When I was a graduate student at the University of Arizona I took a Surface Mine
Design course. When the time came for final projects I studied a small
copper/molybdenum deposit in South America. I used Maptek Vulcan Pit
Optimiser to determine the ultimate pit limits, where to design push backs, and to
determine the preliminary schedule and costs. I learned a lot about the deposit, as
well as some best practices for using Vulcan Pit Optimiser.
The algorithm behind Pit Optimiser was developed in 1964 by two scientists
working for IBM. Helmut Lerchs and Ingo Grossmann applied operations research
to determine a graph equation for the ultimate 3D pit limits. The algorithm is based
on maximising the undiscounted profits; based on known revenues and costs for
each point in the deposit, and the geometrical constraints. Today it is an industry
standard and is widely known as the Lerchs Grossmann (LG) algorithm.
After studying the algorithm in-depth, and now applying my industry knowledge of
its capabilities, here are some noteworthy best practices:
1. The original 1964 algorithm does not explicitly discount block values to consider
time value of money. Nowadays you can leverage off built-in discount adjustments
and positional mining cost adjustment factors to quickly account for increased cost
and decreased value according to depth.
2. Block models are the logical storage houses for the input financials and output
pit variables. Today .bcf scripts can be used to populate the cost and revenue
variables for millions of blocks in a repeatable manner. That coupled with the
validation tools in advanced statistics and block viewing tools, and you can rest
assured that the optimised pit is based on intended financials and has produced a
valid result.
3. Using an optimiser block size similar to the minimum mining unit will work well to
obtain realistic results in a reasonable amount of time. Pit Optimiser has a block
resizer that allows you to re-block the model on the fly. Increasing the block size
may allow you time to run and evaluate more scenarios, leading to better results.
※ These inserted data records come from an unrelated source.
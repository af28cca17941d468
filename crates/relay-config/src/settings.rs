//! Configuration types.

use crate::error::ConfigError;
use relay_core::CredentialSet;
use relay_telemetry::LoggingConfig;
use serde::{Deserialize, Deserializer};
use std::path::PathBuf;
use std::time::Duration;
use tracing::{info, warn};
use validator::Validate;

/// Default listen port
pub const DEFAULT_PORT: u16 = 3000;

/// Default bind address
pub const DEFAULT_HOST: &str = "0.0.0.0";

/// Complete relay configuration
#[derive(Debug, Clone, Default, Deserialize, Validate)]
#[serde(default)]
pub struct RelayConfig {
    /// HTTP listener settings
    #[validate(nested)]
    pub server: ServerSettings,

    /// Upstream API settings and credentials
    #[validate(nested)]
    pub upstream: UpstreamSettings,

    /// Log output settings
    pub logging: LoggingConfig,
}

/// HTTP listener settings
#[derive(Debug, Clone, Deserialize, Validate)]
#[serde(default)]
pub struct ServerSettings {
    /// Bind address
    #[validate(length(min = 1))]
    pub host: String,

    /// Listen port
    pub port: u16,

    /// Directory served as static files at `/`, if any
    pub static_dir: Option<PathBuf>,
}

impl Default for ServerSettings {
    fn default() -> Self {
        Self {
            host: DEFAULT_HOST.to_string(),
            port: DEFAULT_PORT,
            static_dir: None,
        }
    }
}

impl ServerSettings {
    /// `host:port` string suitable for binding
    #[must_use]
    pub fn bind_address(&self) -> String {
        format!("{}:{}", self.host, self.port)
    }
}

/// Upstream API settings
#[derive(Debug, Clone, Deserialize, Validate)]
#[serde(default)]
pub struct UpstreamSettings {
    /// API host, e.g. `https://api.stability.ai`
    #[validate(url)]
    pub api_host: String,

    /// Engine identifier
    #[validate(length(min = 1))]
    pub engine_id: String,

    /// Per-attempt timeout
    #[serde(with = "humantime_serde")]
    pub timeout: Duration,

    /// Ordered credentials tried for each request
    #[serde(deserialize_with = "deserialize_credentials")]
    pub api_keys: CredentialSet,
}

impl Default for UpstreamSettings {
    fn default() -> Self {
        Self {
            api_host: "https://api.stability.ai".to_string(),
            engine_id: "stable-diffusion-xl-1024-v1-0".to_string(),
            timeout: Duration::from_secs(60),
            api_keys: CredentialSet::empty(),
        }
    }
}

fn deserialize_credentials<'de, D>(deserializer: D) -> Result<CredentialSet, D::Error>
where
    D: Deserializer<'de>,
{
    let keys = Vec::<String>::deserialize(deserializer)?;
    Ok(CredentialSet::new(keys))
}

impl RelayConfig {
    /// Run field validation plus cross-field checks
    ///
    /// # Errors
    /// Returns a validation error describing every failed field
    pub fn check(&self) -> Result<(), ConfigError> {
        self.validate()?;

        if self.upstream.timeout.is_zero() {
            return Err(ConfigError::validation("upstream.timeout must be greater than zero"));
        }

        Ok(())
    }

    /// Log the resolved configuration without secrets
    pub fn log_summary(&self) {
        info!(
            bind = %self.server.bind_address(),
            static_dir = ?self.server.static_dir,
            api_host = %self.upstream.api_host,
            engine_id = %self.upstream.engine_id,
            timeout_ms = self.upstream.timeout.as_millis() as u64,
            credentials = self.upstream.api_keys.len(),
            "Configuration loaded"
        );

        if self.upstream.api_keys.is_empty() {
            warn!("No API keys configured; generation requests will fail until STABILITY_API_KEYS is set");
        }
    }
}

#[cfg(test)]
mod tests {
    use super::*;

    #[test]
    fn test_defaults() {
        let config = RelayConfig::default();

        assert_eq!(config.server.host, "0.0.0.0");
        assert_eq!(config.server.port, 3000);
        assert!(config.server.static_dir.is_none());
        assert_eq!(config.upstream.api_host, "https://api.stability.ai");
        assert_eq!(config.upstream.engine_id, "stable-diffusion-xl-1024-v1-0");
        assert_eq!(config.upstream.timeout, Duration::from_secs(60));
        assert!(config.upstream.api_keys.is_empty());
        assert_eq!(config.logging.level, "info");
        assert!(config.check().is_ok());
    }

    #[test]
    fn test_bind_address() {
        let settings = ServerSettings {
            host: "127.0.0.1".to_string(),
            port: 8080,
            static_dir: None,
        };
        assert_eq!(settings.bind_address(), "127.0.0.1:8080");
    }

    #[test]
    fn test_invalid_api_host() {
        let mut config = RelayConfig::default();
        config.upstream.api_host = "not a url".to_string();

        assert!(matches!(config.check(), Err(ConfigError::Validation(_))));
    }

    #[test]
    fn test_empty_engine_id() {
        let mut config = RelayConfig::default();
        config.upstream.engine_id = String::new();

        assert!(matches!(config.check(), Err(ConfigError::Validation(_))));
    }

    #[test]
    fn test_zero_timeout() {
        let mut config = RelayConfig::default();
        config.upstream.timeout = Duration::ZERO;

        assert!(matches!(config.check(), Err(ConfigError::Validation(_))));
    }

    #[test]
    fn test_yaml_shape() {
        let yaml = r#"
server:
  port: 8080
  static_dir: ./public
upstream:
  timeout: 45s
  api_keys:
    - sk-yaml-first-0001
    - "  "
    - sk-yaml-second-0002
logging:
  format: pretty
"#;
        let config: RelayConfig = serde_yaml::from_str(yaml).unwrap();

        assert_eq!(config.server.port, 8080);
        assert_eq!(config.server.host, "0.0.0.0");
        assert_eq!(config.server.static_dir, Some(PathBuf::from("./public")));
        assert_eq!(config.upstream.timeout, Duration::from_secs(45));
        assert_eq!(config.upstream.api_keys.len(), 2);
        assert_eq!(config.logging.format, relay_telemetry::LogFormat::Pretty);
        assert_eq!(config.logging.level, "info");
    }
}
//! # Relay Core
//!
//! Core types, traits, and error handling for the image generation relay.
//!
//! This crate provides the foundational types used throughout the relay:
//! - Upstream credentials and their redacted log hints
//! - The inbound generation request and its validation
//! - The tagged per-attempt outcome of an upstream call
//! - Structured log events and the sink they are emitted to
//! - Error types and handling

#![forbid(unsafe_code)]
#![warn(missing_docs)]

pub mod credential;
pub mod error;
pub mod event;
pub mod outcome;
pub mod provider;
pub mod request;

#[cfg(feature = "testing")]
pub mod testing;

// Re-export commonly used types
pub use credential::{Credential, CredentialHint, CredentialSet};
pub use error::RelayError;
pub use event::{EventSink, LogEvent, LogLevel, NoopSink};
pub use outcome::{GeneratedImage, GenerationOutcome};
pub use provider::ImageProvider;
pub use request::GenerationRequest;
4. Multiple pit analysis is a great tool to determine logical locations for push backs.
If you see that an incremental financial adjustment yields a large change in pit
tonnage, it means a pushback may be just what you need to target that higher
grade material. The built-in analysis reports and charts are a great way to identify
these sensitivities.
5. You are only at the beginning of the design process once LG pit strings are
produced. Since Pit Optimiser is built into Vulcan, it is easy to analyse and
incorporate all of the information the tool provides into a pit design. Additional tools
like Haulage Profile and Chronos allow you to obtain an even better idea of your
project’s cost, which can be fed back into Pit Optimiser for an improved model.